Prepare a doughnut hole pan or mini muffin pan with non-stick cooking spray.
Cream together the oil, butter, sugar, brown sugar and egg. Add the vanilla and the milk; stir. Sift together the dry ingredients and add them gradually to the butter mixture. Combine thoroughly.
Fill the prepared tins ⅔ full with batter. Bake for 10-12 minutes.
Cinnamon-Sugar Coating
While the doughnuts are baking, melt the butter for the topping and set aside. Add the sugar and cinnamon to a lunch-size paper bag.
While the doughnuts are still warm, dip first in the melted butter and then place 4 or 5 at a time in the paper bag with cinnamon-sugar. Shake the doughnuts, and place on a metal rack to cool... if you can wait that long!

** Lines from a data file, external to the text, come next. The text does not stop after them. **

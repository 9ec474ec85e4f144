use crate::filter::{expr::Expression, predicate::Predicate};
use indexmap::{IndexMap, IndexSet};
use serde::{Deserialize, Serialize};

/// Result of compiling one `$filter` string.
///
/// A downstream query layer registers every entry of `annotations` as a
/// computed column before filtering, applies `predicate`, and drops every
/// name in `deferred` from the final projection.
#[derive(Debug, Clone, Default, PartialEq, Serialize, Deserialize)]
pub struct FilterSpec {
    pub predicate: Option<Predicate>,

    /// Set instead of `predicate` when the filter is a bare value such as
    /// `length(Name)` or `concat(A, B)`.
    #[serde(default, skip_serializing_if = "Option::is_none")]
    pub value: Option<Expression>,

    #[serde(default, skip_serializing_if = "IndexMap::is_empty")]
    pub annotations: IndexMap<String, Expression>,

    #[serde(default, skip_serializing_if = "IndexSet::is_empty")]
    pub deferred: IndexSet<String>,
}

impl FilterSpec {
    pub fn with_predicate(predicate: Predicate) -> Self {
        Self {
            predicate: Some(predicate),
            ..Self::default()
        }
    }

    pub fn with_value(value: Expression) -> Self {
        Self {
            value: Some(value),
            ..Self::default()
        }
    }

    pub fn is_empty(&self) -> bool {
        self.predicate.is_none() && self.value.is_none()
    }

    /// Annotations that survive into the output projection.
    pub fn visible_annotations(&self) -> impl Iterator<Item = (&String, &Expression)> {
        self.annotations
            .iter()
            .filter(|(name, _)| !self.deferred.contains(*name))
    }

    /// Checks that every deferred name has a matching annotation.
    pub fn deferred_are_annotated(&self) -> bool {
        self.deferred
            .iter()
            .all(|name| self.annotations.contains_key(name))
    }
}
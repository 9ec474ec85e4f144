//! OData system query options (`$filter`, `$orderby`, `$select`, `$expand`,
//! `$top`, `$skip`) mapped into a [`QueryPlan`].

use crate::{
    compiler::Compiler,
    error::{PlanError, PlanResult},
    settings::FilterSettings,
};
use model::query::{QueryPlan, RowRange};
use tracing::debug;

#[derive(Debug, Clone, Default)]
pub struct QueryPlanner {
    compiler: Compiler,
}

impl QueryPlanner {
    pub fn new(settings: FilterSettings) -> Self {
        Self {
            compiler: Compiler::new(settings),
        }
    }

    pub fn compiler(&self) -> &Compiler {
        &self.compiler
    }

    /// Plans from a raw URL query string such as
    /// `$filter=Price%20lt%2020&$top=10`. A leading `?` is ignored.
    pub fn plan_query_string(&self, query: &str) -> PlanResult<QueryPlan> {
        let query = query.strip_prefix('?').unwrap_or(query);
        self.plan(url::form_urlencoded::parse(query.as_bytes()))
    }

    /// Plans from decoded key/value pairs. Keys without a `$` prefix are
    /// not system query options and are skipped.
    pub fn plan<I, K, V>(&self, pairs: I) -> PlanResult<QueryPlan>
    where
        I: IntoIterator<Item = (K, V)>,
        K: AsRef<str>,
        V: AsRef<str>,
    {
        let separator = self.compiler.settings().navigation_separator.as_str();
        let mut plan = QueryPlan::default();
        let mut top = None;
        let mut skip = None;

        for (key, value) in pairs {
            let (key, value) = (key.as_ref(), value.as_ref());
            match key {
                "$filter" => plan.filter = Some(self.compiler.compile(value)?),
                "$orderby" => plan.order_by = order_by(value, separator)?,
                "$select" => plan.select = field_list(value, separator),
                "$expand" => plan.expand = field_list(value, separator),
                "$top" => top = Some(count(key, value)?),
                "$skip" => skip = Some(count(key, value)?),
                _ if key.starts_with('$') => debug!(option = key, "Ignoring unsupported query option"),
                _ => {}
            }
        }

        plan.range = RowRange::from_options(top, skip);
        Ok(plan)
    }
}

/// `"Name desc,LastName"` becomes `["-Name", "LastName"]`.
pub fn order_by(value: &str, separator: &str) -> PlanResult<Vec<String>> {
    terms(value)
        .map(|term| {
            let mut words = term.split_whitespace();
            let field = words.next().unwrap_or_default();
            let token = field_token(field, separator);

            match (words.next(), words.next()) {
                (None | Some("asc"), None) => Ok(token),
                (Some("desc"), None) => Ok(format!("-{token}")),
                _ => Err(PlanError::invalid_option(
                    "$orderby",
                    term,
                    "expected '<field> [asc|desc]'",
                )),
            }
        })
        .collect()
}

/// Comma-separated field paths for `$select` and `$expand`.
pub fn field_list(value: &str, separator: &str) -> Vec<String> {
    terms(value).map(|term| field_token(term, separator)).collect()
}

fn terms(value: &str) -> impl Iterator<Item = &str> {
    value.split(',').map(str::trim).filter(|t| !t.is_empty())
}

fn field_token(path: &str, separator: &str) -> String {
    path.split('/').collect::<Vec<_>>().join(separator)
}

fn count(key: &str, value: &str) -> PlanResult<usize> {
    value
        .trim()
        .parse::<usize>()
        .map_err(|e| PlanError::invalid_option(key, value, e.to_string()))
}
use std::fmt;

/// Location of a syntax node in the filter text. `start`/`end` are byte
/// offsets, `line`/`column` are 1-based.
#[derive(Debug, Clone, Copy, PartialEq, Eq, Hash, Default)]
pub struct Span {
    pub start: usize,
    pub end: usize,
    pub line: usize,
    pub column: usize,
}

impl Span {
    pub fn new(start: usize, end: usize, line: usize, column: usize) -> Self {
        Self {
            start,
            end,
            line,
            column,
        }
    }
}

impl fmt::Display for Span {
    fn fmt(&self, f: &mut fmt::Formatter<'_>) -> fmt::Result {
        write!(f, "line {}, column {}", self.line, self.column)
    }
}
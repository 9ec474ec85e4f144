use crate::{commands::Commands, error::CliError};
use clap::Parser;
use connectors::sql::{SqlBackend, dialect::from_name};
use planner::{Compiler, query::QueryPlanner};
use tracing::debug;
use tracing_subscriber::EnvFilter;

mod commands;
mod error;
mod output;
mod settings;

#[derive(Parser, Debug)]
#[command(name = "odata", version = "0.1.0", about = "OData query option compiler")]
struct Cli {
    #[command(subcommand)]
    command: Commands,

    #[arg(long, global = true, help = "JSON file with filter settings")]
    settings: Option<String>,

    #[arg(long, global = true, help = "Maximum nesting depth of a filter")]
    max_depth: Option<usize>,

    #[arg(long, global = true, help = "Separator for navigation paths and lookups")]
    separator: Option<String>,
}

fn main() -> Result<(), CliError> {
    // Initialize logger, honoring RUST_LOG
    tracing_subscriber::fmt()
        .with_env_filter(
            EnvFilter::try_from_default_env().unwrap_or_else(|_| EnvFilter::new("info")),
        )
        .with_writer(std::io::stderr)
        .init();

    let cli = Cli::parse();
    run(cli)
}

fn run(cli: Cli) -> Result<(), CliError> {
    let settings = settings::load(cli.settings.as_deref(), cli.max_depth, cli.separator)?;
    debug!(?settings, "Resolved filter settings");

    match cli.command {
        Commands::Compile { filter, output } => {
            let spec = Compiler::new(settings).compile(&filter)?;
            output::emit(&spec, output)?;
        }
        Commands::Query { query, output } => {
            let plan = QueryPlanner::new(settings).plan_query_string(&query)?;
            output::emit(&plan, output)?;
        }
        Commands::Sql {
            filter,
            dialect,
            output,
        } => {
            let spec = Compiler::new(settings).compile(&filter)?;
            let dialect = from_name(&dialect)?;
            let rendered = SqlBackend::new(dialect.as_ref()).render(&spec)?;
            output::emit(&rendered, output)?;
        }
    }

    Ok(())
}
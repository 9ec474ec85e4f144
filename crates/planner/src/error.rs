use model::error::FilterError;
use thiserror::Error;

#[derive(Debug, Clone, PartialEq, Eq, Error)]
pub enum PlanError {
    #[error("Invalid $filter: {0}")]
    Filter(#[from] FilterError),

    #[error("Invalid value '{value}' for {key}: {reason}")]
    InvalidOption {
        key: String,
        value: String,
        reason: String,
    },
}

impl PlanError {
    pub fn invalid_option(
        key: impl Into<String>,
        value: impl Into<String>,
        reason: impl Into<String>,
    ) -> Self {
        PlanError::InvalidOption {
            key: key.into(),
            value: value.into(),
            reason: reason.into(),
        }
    }
}

pub type PlanResult<T> = Result<T, PlanError>;
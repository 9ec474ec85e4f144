use expr::SqlFilterExpr;
use value::SqlExpr;

pub mod condition;
pub mod expr;
pub mod value;

/// A computed column registered for filtering.
#[derive(Debug, Clone, PartialEq)]
pub struct SqlColumn {
    pub name: String,
    pub expr: SqlExpr,
}

/// SQL form of a compiled filter.
#[derive(Debug, Clone, Default, PartialEq)]
pub struct SqlFilter {
    pub expr: Option<SqlFilterExpr>,
    pub columns: Vec<SqlColumn>,
    /// Bare filter value, when the filter is not boolean.
    pub value: Option<SqlExpr>,
    /// Computed columns to leave out of the final projection.
    pub hidden: Vec<String>,
}

impl SqlFilter {
    pub fn with_expr(expr: SqlFilterExpr) -> Self {
        SqlFilter {
            expr: Some(expr),
            ..Self::default()
        }
    }

    pub fn is_empty(&self) -> bool {
        self.expr.is_none() && self.value.is_none()
    }
}
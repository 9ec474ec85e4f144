pub mod expr;
pub mod predicate;
pub mod spec;

pub use expr::{ArithOp, Expression, FieldPath, Lookup};
pub use predicate::{Predicate, RelOp};
pub use spec::FilterSpec;
//! End-to-end planning of OData query strings

use model::{
    error::FilterError,
    filter::{Expression, Predicate, RelOp},
    query::RowRange,
};
use planner::{FilterSettings, PlanError, query::QueryPlanner};

#[test]
fn test_plan_full_query_string() {
    let planner = QueryPlanner::default();
    let plan = planner
        .plan_query_string(
            "?$filter=Price%20add%202.45%20eq%205.00&$orderby=Name%20desc,LastName\
             &$select=Name/company,%20LastName&$expand=Orders&$top=100&$skip=50",
        )
        .unwrap();

    let filter = plan.filter.as_ref().unwrap();
    assert!(filter.deferred.contains("annotated_value_1"));
    assert_eq!(plan.order_by, vec!["-Name", "LastName"]);
    assert_eq!(plan.select, vec!["Name__company", "LastName"]);
    assert_eq!(plan.expand, vec!["Orders"]);
    assert_eq!(plan.range.and_then(|r| r.as_bounded()), Some(50..150));
}

#[test]
fn test_plan_from_pairs() {
    let planner = QueryPlanner::default();
    let plan = planner
        .plan([("$filter", "Name eq 'John'"), ("$top", "10"), ("format", "json")])
        .unwrap();

    assert_eq!(
        plan.filter.unwrap().predicate,
        Some(Predicate::comparison(
            Expression::field(&["Name"]),
            RelOp::Eq,
            Expression::literal("John")
        ))
    );
    assert_eq!(plan.range, Some(RowRange::top(10)));
    assert!(plan.order_by.is_empty());
}

#[test]
fn test_plus_decodes_to_space() {
    let plan = QueryPlanner::default()
        .plan_query_string("$filter=Price+lt+20&$skip=5")
        .unwrap();
    assert!(plan.filter.unwrap().predicate.is_some());
    assert_eq!(plan.range, Some(RowRange::skip(5)));
}

#[test]
fn test_projection_excludes_deferred() {
    let plan = QueryPlanner::default()
        .plan([
            ("$filter", "concat(First, Last) eq 'AnnB'"),
            ("$select", "First,annotated_value_1"),
        ])
        .unwrap();
    assert_eq!(plan.projection(), Some(vec!["First"]));
}

#[test]
fn test_custom_separator() {
    let planner = QueryPlanner::new(FilterSettings::default().with_separator("."));
    let plan = planner.plan([("$orderby", "Address/City desc")]).unwrap();
    assert_eq!(plan.order_by, vec!["-Address.City"]);
}

#[test]
fn test_invalid_options() {
    let planner = QueryPlanner::default();

    let err = planner.plan([("$top", "ten")]).unwrap_err();
    assert!(matches!(err, PlanError::InvalidOption { ref key, .. } if key == "$top"));

    let err = planner.plan([("$filter", "foo frob 1")]).unwrap_err();
    assert!(matches!(err, PlanError::Filter(FilterError::Syntax { .. })));
}
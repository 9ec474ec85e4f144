//! Rendering compiled filters through the SQL backend

use connectors::sql::{
    SqlBackend,
    dialect::{self, MySql, Postgres},
};
use model::core::literal::Literal;
use planner::{Compiler, FilterSettings, query::QueryPlanner};

#[test]
fn test_mixed_filter_postgres() {
    let spec = planner::compile(
        "startswith(CompanyName, 'Alfr') and (Freight gt 10.5 or not (Region eq null))",
    )
    .unwrap();
    let out = SqlBackend::new(&Postgres).render(&spec).unwrap();

    assert_eq!(
        out.where_clause.as_deref(),
        Some(r#"("CompanyName" LIKE $1 ESCAPE '!' AND ("Freight" > $2 OR NOT ("Region" IS NULL)))"#)
    );
    assert_eq!(
        out.params,
        vec![Literal::from("Alfr%"), Literal::Float(10.5)]
    );
}

#[test]
fn test_flattened_chain_mysql() {
    let spec = planner::compile("A eq 1 and B eq 2 and C eq 3").unwrap();
    let out = SqlBackend::new(&MySql).render(&spec).unwrap();
    assert_eq!(
        out.where_clause.as_deref(),
        Some("(`A` = ? AND `B` = ? AND `C` = ?)")
    );
}

#[test]
fn test_dialect_by_name_and_plan_projection() {
    let planner = QueryPlanner::default();
    let plan = planner
        .plan_query_string("$filter=concat(First,Last)%20eq%20'AnnB'&$select=First,Last")
        .unwrap();
    let spec = plan.filter.as_ref().unwrap();

    let dialect = dialect::from_name("postgres").unwrap();
    let out = SqlBackend::new(dialect.as_ref()).render(spec).unwrap();

    assert_eq!(
        out.columns,
        vec![r#"CONCAT("First", "Last") AS "annotated_value_1""#]
    );
    assert_eq!(out.hidden, vec!["annotated_value_1"]);
    assert_eq!(plan.projection(), Some(vec!["First", "Last"]));
}

#[test]
fn test_custom_annotation_prefix_is_quoted() {
    let compiler = Compiler::new(FilterSettings::default().with_annotation_prefix("calc"));
    let spec = compiler.compile("Price mod 2 eq 0").unwrap();
    let out = SqlBackend::new(&MySql).render(&spec).unwrap();

    assert_eq!(out.columns, vec!["(`Price` % ?) AS `calc_1`"]);
    assert_eq!(out.where_clause.as_deref(), Some("(`Price` % ?) = ?"));
}

#[test]
fn test_field_named_like_annotation_keeps_its_column() {
    let spec = planner::compile("annotated_value_1 eq 3 and Price add 1 eq 2").unwrap();
    let out = SqlBackend::new(&Postgres).render(&spec).unwrap();

    assert_eq!(out.columns, vec![r#"("Price" + $1) AS "annotated_value_2""#]);
    assert_eq!(
        out.where_clause.as_deref(),
        Some(r#"("annotated_value_1" = $2 AND ("Price" + $3) = $4)"#)
    );
    assert_eq!(out.hidden, vec!["annotated_value_2"]);
}
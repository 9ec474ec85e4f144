use clap::Subcommand;

#[derive(Subcommand, Debug)]
pub enum Commands {
    /// Compile a `$filter` expression and print the filter spec as JSON
    Compile {
        #[arg(long, help = "Filter expression, e.g. \"Price lt 20\"")]
        filter: String,

        #[arg(
            long,
            help = "If specified, writes the JSON to this file instead of stdout"
        )]
        output: Option<String>,
    },
    /// Plan a full OData query string and print the plan as JSON
    Query {
        /// Query string, e.g. "$filter=Price%20lt%2020&$top=10"
        query: String,

        #[arg(
            long,
            help = "If specified, writes the JSON to this file instead of stdout"
        )]
        output: Option<String>,
    },
    /// Render a `$filter` expression as a parameterized SQL fragment
    Sql {
        #[arg(long, help = "Filter expression")]
        filter: String,

        /// SQL dialect: "postgres" or "mysql"
        #[arg(long, default_value = "postgres")]
        dialect: String,

        #[arg(
            long,
            help = "If specified, writes the JSON to this file instead of stdout"
        )]
        output: Option<String>,
    },
}
pub mod literal;
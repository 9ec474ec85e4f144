pub mod backend;
pub mod dialect;
pub mod filter;
pub mod renderer;

pub use backend::{RenderedFilter, SqlBackend};
pub use dialect::Dialect;
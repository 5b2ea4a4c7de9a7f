/// Span name and field keys for explain sessions.
/// Keep these stable; changing them is a breaking change for dashboards.
pub const SPAN_SESSION: &str = "explain.session";

pub const KEY_RETURN_ID: &str = "return_id";
pub const KEY_REQUEST_ID: &str = "request_id";
pub const KEY_USE_BACKEND: &str = "use_backend";
pub const KEY_TRANSPORT: &str = "transport";

pub const KEY_OUTCOME: &str = "outcome";
pub const KEY_CHUNKS: &str = "chunks";
pub const KEY_FRAMES: &str = "frames";
pub const KEY_EVENTS: &str = "events";
pub const KEY_LATENCY_MS: &str = "latency_ms";

/// Error-related (if applicable)
pub const KEY_ERROR_KIND: &str = "error_kind";
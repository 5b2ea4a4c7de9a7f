use serde::{Deserialize, Serialize};
use std::{fs, path::Path};

pub const DEFAULT_QUESTION: &str = "Why is my refund delayed?";

#[derive(Debug, Serialize, Deserialize, Clone, PartialEq, Eq)]
pub struct BackendCfg {
    /// Base URL of the explain service, e.g. http://localhost:3000
    pub base_url: String,
    /// Path of the streaming explain endpoint, appended to `base_url`.
    #[serde(default = "default_explain_path")]
    pub explain_path: String,
}

impl Default for BackendCfg {
    fn default() -> Self {
        Self {
            base_url: "http://localhost:3000".into(),
            explain_path: default_explain_path(),
        }
    }
}

impl BackendCfg {
    pub fn explain_url(&self) -> String {
        format!(
            "{}/{}",
            self.base_url.trim_end_matches('/'),
            self.explain_path.trim_start_matches('/')
        )
    }
}

fn default_explain_path() -> String {
    "/api/explain".into()
}

#[derive(Debug, Serialize, Deserialize, Clone, PartialEq, Eq)]
pub struct HttpCfg {
    /// TCP connect timeout in milliseconds (default 5000ms)
    #[serde(default = "default_connect_timeout_ms")]
    pub connect_timeout_ms: u64,
    /// Total request timeout in milliseconds. 0 disables it, which is the
    /// default: an explanation stream stays open as long as the backend keeps it.
    #[serde(default)]
    pub request_timeout_ms: u64,
    /// Optional per-host idle connection pool cap (None = reqwest default)
    #[serde(default)]
    pub pool_max_idle_per_host: Option<usize>,
}

impl Default for HttpCfg {
    fn default() -> Self {
        Self {
            connect_timeout_ms: default_connect_timeout_ms(),
            request_timeout_ms: 0,
            pool_max_idle_per_host: None,
        }
    }
}

fn default_connect_timeout_ms() -> u64 {
    5_000
}

#[derive(Debug, Serialize, Deserialize, Clone, PartialEq, Eq)]
pub struct ExplainCfg {
    /// Question sent when the caller does not supply one.
    #[serde(default = "default_question")]
    pub default_question: String,
    /// Ask the upstream to use its live backend instead of the canned path.
    #[serde(default)]
    pub use_backend: bool,
}

impl Default for ExplainCfg {
    fn default() -> Self {
        Self {
            default_question: default_question(),
            use_backend: false,
        }
    }
}

fn default_question() -> String {
    DEFAULT_QUESTION.into()
}

#[derive(Debug, Serialize, Deserialize, Clone, PartialEq, Eq, Default)]
pub struct Config {
    #[serde(default)]
    pub backend: BackendCfg,
    /// HTTP client configuration (timeouts, pooling). Missing → defaults.
    #[serde(default)]
    pub http: HttpCfg,
    #[serde(default)]
    pub explain: ExplainCfg,
}

impl Config {
    /// Load a Config from a file path (JSON or TOML by extension). If the
    /// extension is missing or unrecognized, try JSON first, then TOML.
    pub fn from_path<P: AsRef<Path>>(path: P) -> crate::error::CoreResult<Self> {
        let path = path.as_ref();
        let bytes = fs::read(path).map_err(crate::error::ExplainError::from)?;
        let s = std::str::from_utf8(&bytes)
            .map_err(|e| crate::error::ExplainError::Other(e.into()))?;
        let cfg: Self = match path.extension().and_then(|e| e.to_str()) {
            Some("json") => serde_json::from_str::<Self>(s)
                .map_err(|e| crate::error::ExplainError::Other(e.into()))?,
            Some("toml") => toml::from_str::<Self>(s)
                .map_err(|e| crate::error::ExplainError::Other(e.into()))?,
            _ => serde_json::from_str::<Self>(s)
                .map_err(|e| crate::error::ExplainError::Other(e.into()))
                .or_else(|_| {
                    toml::from_str::<Self>(s)
                        .map_err(|e| crate::error::ExplainError::Other(e.into()))
                })?,
        };
        Ok(cfg)
    }
}
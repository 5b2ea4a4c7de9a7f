//! Incremental line framing for SSE bodies.
//!
//! Chunk boundaries from the transport carry no meaning: a frame may be split
//! across chunks, several frames may share one chunk, and a chunk may even end
//! in the middle of a multi-byte UTF-8 sequence. `LineFrameDecoder` owns the
//! not-yet-terminated suffix and hands back only complete lines, so feeding
//! the same bytes in any split yields the same frames.

/// Splits a byte stream into `\n`-terminated lines.
#[derive(Debug, Default)]
pub struct LineFrameDecoder {
    /// Decoded text after the last recognized `\n`.
    buf: String,
    /// Trailing bytes of an incomplete UTF-8 sequence.
    partial_utf8: Vec<u8>,
}

impl LineFrameDecoder {
    pub fn new() -> Self {
        Self::default()
    }

    /// Feed one raw chunk and return every line it completed, in order.
    /// The terminator (`\n`, or `\r\n`) is stripped from each returned line.
    pub fn feed(&mut self, chunk: &[u8]) -> Vec<String> {
        self.decode(chunk);

        let mut frames = Vec::new();
        while let Some(idx) = self.buf.find('\n') {
            let mut line = self.buf.drain(..=idx).collect::<String>();
            line.truncate(line.len() - 1);
            if line.ends_with('\r') {
                line.truncate(line.len() - 1);
            }
            frames.push(line);
        }
        frames
    }

    /// Text received after the last line terminator. Never emitted as a frame.
    pub fn pending(&self) -> &str {
        &self.buf
    }

    fn decode(&mut self, chunk: &[u8]) {
        let mut bytes = std::mem::take(&mut self.partial_utf8);
        bytes.extend_from_slice(chunk);

        let mut rest: &[u8] = &bytes;
        loop {
            match std::str::from_utf8(rest) {
                Ok(s) => {
                    self.buf.push_str(s);
                    rest = &[];
                    break;
                }
                Err(e) => {
                    let (valid, after) = rest.split_at(e.valid_up_to());
                    self.buf.push_str(std::str::from_utf8(valid).unwrap_or_default());
                    match e.error_len() {
                        Some(bad) => {
                            self.buf.push(char::REPLACEMENT_CHARACTER);
                            rest = &after[bad..];
                        }
                        None => {
                            // Sequence continues in the next chunk.
                            rest = after;
                            break;
                        }
                    }
                }
            }
        }
        self.partial_utf8 = rest.to_vec();
    }
}
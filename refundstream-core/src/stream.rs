//! Streaming primitives shared by the transport, reducer and session.
//!
//! Contract:
//! - A transport yields 0..n raw chunks, in arrival order, then ends.
//! - A read failure is yielded as a single `Err` item; nothing follows it.
//! - Chunks carry no framing: they may split frames and UTF-8 sequences.

use bytes::Bytes;

use crate::error::CoreResult;

/// Boxed stream of raw body chunks. Transports return this.
pub type ChunkStream = futures::stream::BoxStream<'static, CoreResult<Bytes>>;

/// Receives every display string the reducer produces.
///
/// Implemented for any `FnMut(&str)` closure, so a UI can pass its
/// re-render callback directly.
pub trait DisplaySink: Send {
    fn show(&mut self, text: &str);
}

impl<F> DisplaySink for F
where
    F: FnMut(&str) + Send,
{
    fn show(&mut self, text: &str) {
        self(text)
    }
}

/// Whether a reducer still wants chunks.
#[derive(Debug, Clone, Copy, PartialEq, Eq)]
pub enum Flow {
    Continue,
    /// A terminal marker was seen; further chunks are ignored.
    Finished,
}

impl Flow {
    pub fn is_finished(&self) -> bool {
        matches!(self, Self::Finished)
    }
}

Additionally, I like to make a few coated in powdered sugar.
Powdered Sugar Coating
Place ½ cup of confectioners' sugar in a paper lunch-size bag. While the doughnuts are still warm, place 4-5 in the bag, close the top, and shake.
Notes
Often when I make these doughnut holes I skip the butter coating step on the Cinnamon-Sugar coating. It's only a preference because the cinnamon sugar does stick better by first dipping them into the melted butter.